The next week was Hell.  Fortunately, Loi kept notes because I don’t remember much of it.  I did not sleep much except in the recliner in the living room.  All night I would pace to keep the coughing at bay and when I had a “spell” I generally wound up passed out.  Early one morning I woke up to find myself lying in the middle of the living room.  No idea how hard I hit when I went down.
    
The only way I could communicate with Dr. J., my cardiologist, was via email.  I was begging him to take me seriously and do something.  I explained that I could feel the bones in my sternum moving around.  He was not concerned and his only suggestion was to move my appointment for the following week from the afternoon to the morning.  What a prince!
    
On the 9th of February.  I asked Loi to take me to Bellingham and St. Joseph’s Hospital.  They examined me and discovered that my chest cavity was half full of fluid and one of my sternum closure wires broken.  They sent me home.  (After this whole thing was over I pressed St. Joe’s to explain why they sent me home.  They explained that they had phoned my Canadian cardiologist, Dr. J., and he had told them he had it under control and was seeing me one week hence.  He suggested another cough syrup.)
    
That weekend was the worst yet.  No sleep, constant coughing and chest pain.  At one point I passed out and fell out of my chair. On Monday Loi drove me back to St. Joe’s Emergency.  This time they admitted me and Dr. Douglas, their head of cardiology,  came down for a look.  Xrays showed that my chest cavity was full of fluid and I had broken all three wires holding my sternum together and two of them had actually pulled right through the bone.  My incision had ruptured and fluid was running down my chest.  Infection was the big worry.
    
They sent me down to “Echo” where a doctor with a scary long needle went in through my back and started drawing fluid out of my chest, eventually getting 2.3 liters of juice.  My collapsed lung mostly re-inflated.  Dr. Douglas explained that they would have to crack my chest again and repair the damage but couldn’t do that until they got my chemistry sorted out.  Everything was a mess and it would be three days before they could get things under control and operate.
    
So, under the knife again only this time with big worries about infection.  They left tubes in my chest to drain and flush and a plug in my arm to pump me full of antibiotics.  I spent nine days in St. Joseph’s and for a couple of weeks afterward still had a thing in my arm where Loi pumped antibiotics into me twice a day.
    
Prior to the fix-it surgery I had told Dr. Douglas that if he successfully brought me through this that I would treat him to a round of golf and kiss his ass on the first tee.  He has yet to collect, although I am prepared to pay up at any time.  I am fine now.  Back to fishing and playing golf and making plans for travel with Loi.  She was a saint through all of this and it was probably more stress on her than me.

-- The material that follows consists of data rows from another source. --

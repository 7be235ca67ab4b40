mod queries;
mod sink;

use std::path::PathBuf;
use std::time::Duration;

use anyhow::Context;
use clap::Parser;
use mapscout_core::ScrapeConfig;
use mapscout_scraper::{scrape_query, WebDriverSurface};
use tracing_subscriber::EnvFilter;

use crate::sink::JsonLinesSink;

#[derive(Debug, Parser)]
#[command(name = "mapscout")]
#[command(about = "Collect Google Maps listings for search queries as JSON lines")]
struct Cli {
    /// Single search query; without it queries are read from --input.
    #[arg(short = 's', long)]
    search: Option<String>,

    /// Maximum listings to collect per query.
    #[arg(short = 't', long)]
    total: Option<usize>,

    /// Time budget per query, in seconds.
    #[arg(long, value_name = "SECS")]
    timeout: Option<u64>,

    /// Run the browser headless: true/false.
    #[arg(long, value_parser = parse_bool_arg)]
    headless: Option<bool>,

    /// Wait after opening each listing, in seconds.
    #[arg(long, value_name = "SECS")]
    wait: Option<f64>,

    /// Wait after each scroll, in seconds.
    #[arg(long, value_name = "SECS")]
    scroll_wait: Option<f64>,

    /// Consecutive scrolls without new listings before discovery stops.
    #[arg(long)]
    stability: Option<u32>,

    /// Query file, one query per line.
    #[arg(long, default_value = "input.txt")]
    input: PathBuf,
}

#[allow(clippy::unnecessary_wraps)]
fn parse_bool_arg(raw: &str) -> Result<bool, String> {
    Ok(mapscout_core::parse_flag(raw))
}

fn seconds_to_millis(flag: &str, secs: f64) -> anyhow::Result<u64> {
    let duration = Duration::try_from_secs_f64(secs)
        .with_context(|| format!("--{flag} must be a non-negative number of seconds"))?;
    Ok(u64::try_from(duration.as_millis()).unwrap_or(u64::MAX))
}

impl Cli {
    /// Layers command-line overrides on top of the environment config.
    fn apply(&self, mut config: ScrapeConfig) -> anyhow::Result<ScrapeConfig> {
        if let Some(total) = self.total {
            config.target_total = total;
        }
        if let Some(timeout) = self.timeout {
            config.max_duration_secs = timeout;
        }
        if let Some(headless) = self.headless {
            config.headless = headless;
        }
        if let Some(wait) = self.wait {
            config.item_settle_ms = seconds_to_millis("wait", wait)?;
        }
        if let Some(wait) = self.scroll_wait {
            config.scroll_settle_ms = seconds_to_millis("scroll-wait", wait)?;
        }
        if let Some(stability) = self.stability {
            anyhow::ensure!(stability >= 1, "--stability must be at least 1");
            config.stability_threshold = stability;
        }
        Ok(config)
    }
}

#[tokio::main]
async fn main() -> anyhow::Result<()> {
    let cli = Cli::parse();
    let config = cli.apply(mapscout_core::load_scrape_config()?)?;

    let env_filter = EnvFilter::try_from_default_env()
        .or_else(|_| EnvFilter::try_new(config.log_level.clone()))?;
    tracing_subscriber::fmt()
        .with_env_filter(env_filter)
        .with_writer(std::io::stderr)
        .init();

    let queries = queries::load_queries(cli.search.as_deref(), &cli.input)?;
    tracing::info!(
        queries = queries.len(),
        target_total = config.target_total,
        max_duration_secs = config.max_duration_secs,
        headless = config.headless,
        "starting scrape"
    );

    let mut sink = JsonLinesSink::new(std::io::BufWriter::new(std::io::stdout()));
    let mut aborted_queries = 0usize;

    for query in &queries {
        let surface = WebDriverSurface::connect(&config).await.with_context(|| {
            format!(
                "failed to start a browser session at {}",
                config.webdriver_url
            )
        })?;

        match scrape_query(surface, &config, query).await {
            Ok(report) => {
                sink.write_all(&report.businesses)?;
                tracing::info!(
                    query = %report.query,
                    discovery = %report.discovery,
                    handles = report.handles_found,
                    rows = report.businesses.len(),
                    failed = report.failed,
                    "query complete"
                );
            }
            Err(aborted) => {
                sink.write_all(&aborted.partial)?;
                aborted_queries += 1;
                tracing::error!(query = %query, error = %aborted, "query aborted");
            }
        }
    }

    tracing::info!(
        queries = queries.len(),
        aborted = aborted_queries,
        rows = sink.written(),
        "all queries processed"
    );
    anyhow::ensure!(
        aborted_queries < queries.len(),
        "every query aborted; see the log for details"
    );
    Ok(())
}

The lesson here is simple.  The original surgery was fine.  My Canadian surgeon did an excellent job.  The follow up care was where the screw-ups occurred. My cardiologist was incompetent or simply did not give a shit. I’m pretty sure it was the latter and if I had not taken the initiative and headed south, his inattention might well have killed me.

In my experience, Canadian hospitals are understaffed both in nurses and housekeeping personnel.  Hence, the nurses are stressed and the hospitals are not as clean as their American counterparts.  There are not enough doctors.  You cannot get a family doctor in south Vancouver.

Canadian health care is what you will get if ObamaCare becomes the US system.  Canadians hope it does not because they want someplace close to go when they really need quality care quickly. And, my liberal friends….. if you get ObamaCare you are going to hate it. 

1 comment:

Anonymous said...

You survived in spite of, not because of the medical services. I think you should move to Ridgefield. It's quiet and only a few minutes from Portland. Besides, if you two move here then maybe Karen, Kelly and the kids would consider relocating too! Stay healthy.